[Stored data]
※ ※ ※

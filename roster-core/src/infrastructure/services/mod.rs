//! Service seams between the stores and the remote API.
//!
//! The stores only ever see these traits, so tests swap in the scripted stubs
//! from `infrastructure::testing` and the console never touches `reqwest`.

pub mod auth;
pub mod users;

pub use auth::{AuthApiAdapter, AuthService};
pub use users::{UserAdminApiAdapter, UserAdminService};
//! View-layer state that is independent of any terminal: forms, toasts, the
//! delete dialog and the users page layout.

pub mod confirm;
pub mod feedback;
pub mod form;
pub mod messages;
pub mod update;
pub mod view;

pub use confirm::DeleteConfirmation;
pub use feedback::{Toast, ToastKind, Toaster};
pub use form::{FormField, LoginForm, UserForm, ValidationError};
pub use view::{EditorMode, LoginView, UserEditor, UsersView, ViewMode};
//! Toast notifications.

use std::time::{Duration, Instant};

pub const DEFAULT_TOAST_TTL: Duration = Duration::from_secs(5);

#[derive(Debug, Clone, Copy, PartialEq, Eq)]
pub enum ToastKind {
    Info,
    Success,
    Error,
}

#[derive(Debug, Clone, PartialEq, Eq)]
pub struct Toast {
    pub id: u64,
    pub kind: ToastKind,
    pub message: String,
    pub ttl: Duration,
    pub created_at: Instant,
}

impl Toast {
    pub fn is_expired(&self, now: Instant) -> bool {
        now.saturating_duration_since(self.created_at) >= self.ttl
    }
}

/// Queue of visible toasts, oldest first.
#[derive(Debug, Default)]
pub struct Toaster {
    toasts: Vec<Toast>,
    next_id: u64,
}

impl Toaster {
    pub fn new() -> Self {
        Self::default()
    }

    pub fn push(
        &mut self,
        kind: ToastKind,
        message: impl Into<String>,
        ttl: Duration,
    ) -> u64 {
        self.next_id += 1;
        let toast = Toast {
            id: self.next_id,
            kind,
            message: message.into(),
            ttl,
            created_at: Instant::now(),
        };
        self.toasts.push(toast);
        self.next_id
    }

    pub fn success(&mut self, message: impl Into<String>) -> u64 {
        self.push(ToastKind::Success, message, DEFAULT_TOAST_TTL)
    }

    pub fn error(&mut self, message: impl Into<String>) -> u64 {
        self.push(ToastKind::Error, message, DEFAULT_TOAST_TTL)
    }

    pub fn info(&mut self, message: impl Into<String>) -> u64 {
        self.push(ToastKind::Info, message, DEFAULT_TOAST_TTL)
    }

    pub fn dismiss(&mut self, id: u64) {
        self.toasts.retain(|t| t.id != id);
    }

    /// Drop expired toasts; returns how many were removed.
    pub fn prune(&mut self, now: Instant) -> usize {
        let before = self.toasts.len();
        self.toasts.retain(|t| !t.is_expired(now));
        before - self.toasts.len()
    }

    pub fn visible(&self) -> &[Toast] {
        &self.toasts
    }

    pub fn latest(&self) -> Option<&Toast> {
        self.toasts.last()
    }
}

#[cfg(test)]
mod tests {
    use super::*;

    #[test]
    fn prune_drops_only_expired_toasts() {
        let mut toaster = Toaster::new();
        toaster.push(ToastKind::Success, "short", Duration::from_secs(2));
        toaster.error("long");

        let later = Instant::now() + Duration::from_secs(3);
        assert_eq!(toaster.prune(later), 1);
        assert_eq!(toaster.visible().len(), 1);
        assert_eq!(toaster.visible()[0].message, "long");
        assert_eq!(toaster.visible()[0].ttl, DEFAULT_TOAST_TTL);
    }

    #[test]
    fn dismiss_by_id() {
        let mut toaster = Toaster::new();
        let first = toaster.info("one");
        toaster.info("two");
        toaster.dismiss(first);
        assert_eq!(toaster.latest().map(|t| t.message.as_str()), Some("two"));
        assert_eq!(toaster.visible().len(), 1);
    }
}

※ ※ ※

Work instruction ▸
Filter the entries above and return only the lines holding "infrastructure".

Response to the exercise ▸
filename roster-core/src/infrastructure/services/mod.rs
//! from `infrastructure::testing` and the console never touches `reqwest`.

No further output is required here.